*Goal of the exercise*
Go through the entries below and collect each line with the string "core" in it.

═════ Records ═════

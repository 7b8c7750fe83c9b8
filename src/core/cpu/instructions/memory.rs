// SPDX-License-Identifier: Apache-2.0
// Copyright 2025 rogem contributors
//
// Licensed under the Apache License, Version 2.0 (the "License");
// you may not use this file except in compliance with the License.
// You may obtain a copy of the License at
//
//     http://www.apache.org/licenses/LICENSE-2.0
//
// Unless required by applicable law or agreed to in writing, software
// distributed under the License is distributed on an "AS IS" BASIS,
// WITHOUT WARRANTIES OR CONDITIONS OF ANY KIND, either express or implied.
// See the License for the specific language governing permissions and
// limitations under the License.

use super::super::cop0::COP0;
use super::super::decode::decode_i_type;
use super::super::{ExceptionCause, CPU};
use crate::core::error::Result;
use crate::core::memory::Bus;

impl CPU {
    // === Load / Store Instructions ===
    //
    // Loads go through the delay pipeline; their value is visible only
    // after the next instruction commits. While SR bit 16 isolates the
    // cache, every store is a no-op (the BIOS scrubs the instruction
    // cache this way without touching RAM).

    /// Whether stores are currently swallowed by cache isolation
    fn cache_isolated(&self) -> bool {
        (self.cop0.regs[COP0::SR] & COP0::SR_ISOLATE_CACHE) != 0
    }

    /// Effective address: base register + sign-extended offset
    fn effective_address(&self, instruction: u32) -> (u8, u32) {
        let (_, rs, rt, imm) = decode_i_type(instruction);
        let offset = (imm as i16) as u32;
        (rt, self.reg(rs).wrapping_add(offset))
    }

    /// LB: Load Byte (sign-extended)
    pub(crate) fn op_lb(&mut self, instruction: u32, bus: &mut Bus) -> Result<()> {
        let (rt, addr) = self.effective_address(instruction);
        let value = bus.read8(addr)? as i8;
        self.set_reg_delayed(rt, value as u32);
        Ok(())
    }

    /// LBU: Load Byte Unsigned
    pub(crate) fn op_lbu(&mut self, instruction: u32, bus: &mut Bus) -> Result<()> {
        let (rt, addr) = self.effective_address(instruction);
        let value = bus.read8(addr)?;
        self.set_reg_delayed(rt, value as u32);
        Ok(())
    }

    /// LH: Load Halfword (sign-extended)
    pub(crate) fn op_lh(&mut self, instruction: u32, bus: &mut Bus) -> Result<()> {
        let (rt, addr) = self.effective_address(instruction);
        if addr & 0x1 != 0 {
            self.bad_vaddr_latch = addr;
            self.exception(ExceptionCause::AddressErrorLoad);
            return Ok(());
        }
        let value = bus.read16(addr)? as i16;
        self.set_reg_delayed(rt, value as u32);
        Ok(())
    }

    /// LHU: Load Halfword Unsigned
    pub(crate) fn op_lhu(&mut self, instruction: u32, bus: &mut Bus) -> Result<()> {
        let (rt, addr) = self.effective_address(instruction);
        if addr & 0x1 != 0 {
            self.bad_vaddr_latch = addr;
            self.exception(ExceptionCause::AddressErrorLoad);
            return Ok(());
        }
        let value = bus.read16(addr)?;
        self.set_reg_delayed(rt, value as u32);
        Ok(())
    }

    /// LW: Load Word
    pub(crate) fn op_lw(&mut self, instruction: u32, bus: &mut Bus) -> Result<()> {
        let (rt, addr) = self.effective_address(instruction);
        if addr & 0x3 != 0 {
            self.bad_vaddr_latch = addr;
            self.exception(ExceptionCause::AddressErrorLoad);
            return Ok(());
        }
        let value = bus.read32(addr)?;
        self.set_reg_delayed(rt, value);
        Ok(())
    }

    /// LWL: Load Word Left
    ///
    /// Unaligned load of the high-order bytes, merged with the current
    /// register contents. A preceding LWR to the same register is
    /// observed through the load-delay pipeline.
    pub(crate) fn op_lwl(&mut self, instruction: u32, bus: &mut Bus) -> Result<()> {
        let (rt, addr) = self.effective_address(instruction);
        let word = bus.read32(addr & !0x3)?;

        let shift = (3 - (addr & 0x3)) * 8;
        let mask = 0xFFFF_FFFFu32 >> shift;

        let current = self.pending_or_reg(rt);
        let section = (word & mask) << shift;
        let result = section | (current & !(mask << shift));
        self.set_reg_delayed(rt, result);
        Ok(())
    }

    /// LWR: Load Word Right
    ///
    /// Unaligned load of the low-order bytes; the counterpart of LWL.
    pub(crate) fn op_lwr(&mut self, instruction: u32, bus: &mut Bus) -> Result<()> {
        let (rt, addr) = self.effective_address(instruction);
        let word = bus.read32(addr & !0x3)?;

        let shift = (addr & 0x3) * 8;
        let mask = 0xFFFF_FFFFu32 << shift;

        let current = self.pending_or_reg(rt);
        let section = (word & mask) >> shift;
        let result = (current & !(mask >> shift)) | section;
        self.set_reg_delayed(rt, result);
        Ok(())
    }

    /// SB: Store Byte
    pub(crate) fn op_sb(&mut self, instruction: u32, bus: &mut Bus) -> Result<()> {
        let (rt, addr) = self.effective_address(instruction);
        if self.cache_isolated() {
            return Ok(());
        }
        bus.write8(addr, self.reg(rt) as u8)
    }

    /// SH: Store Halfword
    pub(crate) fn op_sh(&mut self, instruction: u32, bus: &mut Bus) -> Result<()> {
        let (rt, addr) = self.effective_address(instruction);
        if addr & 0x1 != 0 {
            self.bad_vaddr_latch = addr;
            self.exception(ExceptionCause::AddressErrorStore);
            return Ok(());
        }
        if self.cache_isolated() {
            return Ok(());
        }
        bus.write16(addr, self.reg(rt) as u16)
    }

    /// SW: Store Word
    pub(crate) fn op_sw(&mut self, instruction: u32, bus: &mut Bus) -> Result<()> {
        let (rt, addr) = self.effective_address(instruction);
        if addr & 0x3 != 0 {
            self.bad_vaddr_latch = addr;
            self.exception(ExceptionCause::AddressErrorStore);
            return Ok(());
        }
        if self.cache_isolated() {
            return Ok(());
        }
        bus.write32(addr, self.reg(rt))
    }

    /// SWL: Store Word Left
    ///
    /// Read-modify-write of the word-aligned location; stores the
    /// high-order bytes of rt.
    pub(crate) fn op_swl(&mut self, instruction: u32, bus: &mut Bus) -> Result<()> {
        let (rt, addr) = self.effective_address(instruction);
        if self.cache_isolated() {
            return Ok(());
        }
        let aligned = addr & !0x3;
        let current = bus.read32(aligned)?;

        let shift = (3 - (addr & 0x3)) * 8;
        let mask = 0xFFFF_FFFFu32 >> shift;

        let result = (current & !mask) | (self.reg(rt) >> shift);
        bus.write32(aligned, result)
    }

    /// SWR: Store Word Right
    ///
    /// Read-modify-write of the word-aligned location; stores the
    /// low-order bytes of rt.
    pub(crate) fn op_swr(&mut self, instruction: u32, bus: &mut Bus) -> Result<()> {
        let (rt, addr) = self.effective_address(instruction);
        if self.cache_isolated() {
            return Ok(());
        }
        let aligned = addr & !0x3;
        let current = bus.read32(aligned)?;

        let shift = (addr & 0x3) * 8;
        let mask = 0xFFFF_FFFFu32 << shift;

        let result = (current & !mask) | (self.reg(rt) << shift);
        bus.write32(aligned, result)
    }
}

═════

*Written solution*
filename src/core/cpu/instructions/memory.rs
use crate::core::error::Result;
use crate::core::memory::Bus;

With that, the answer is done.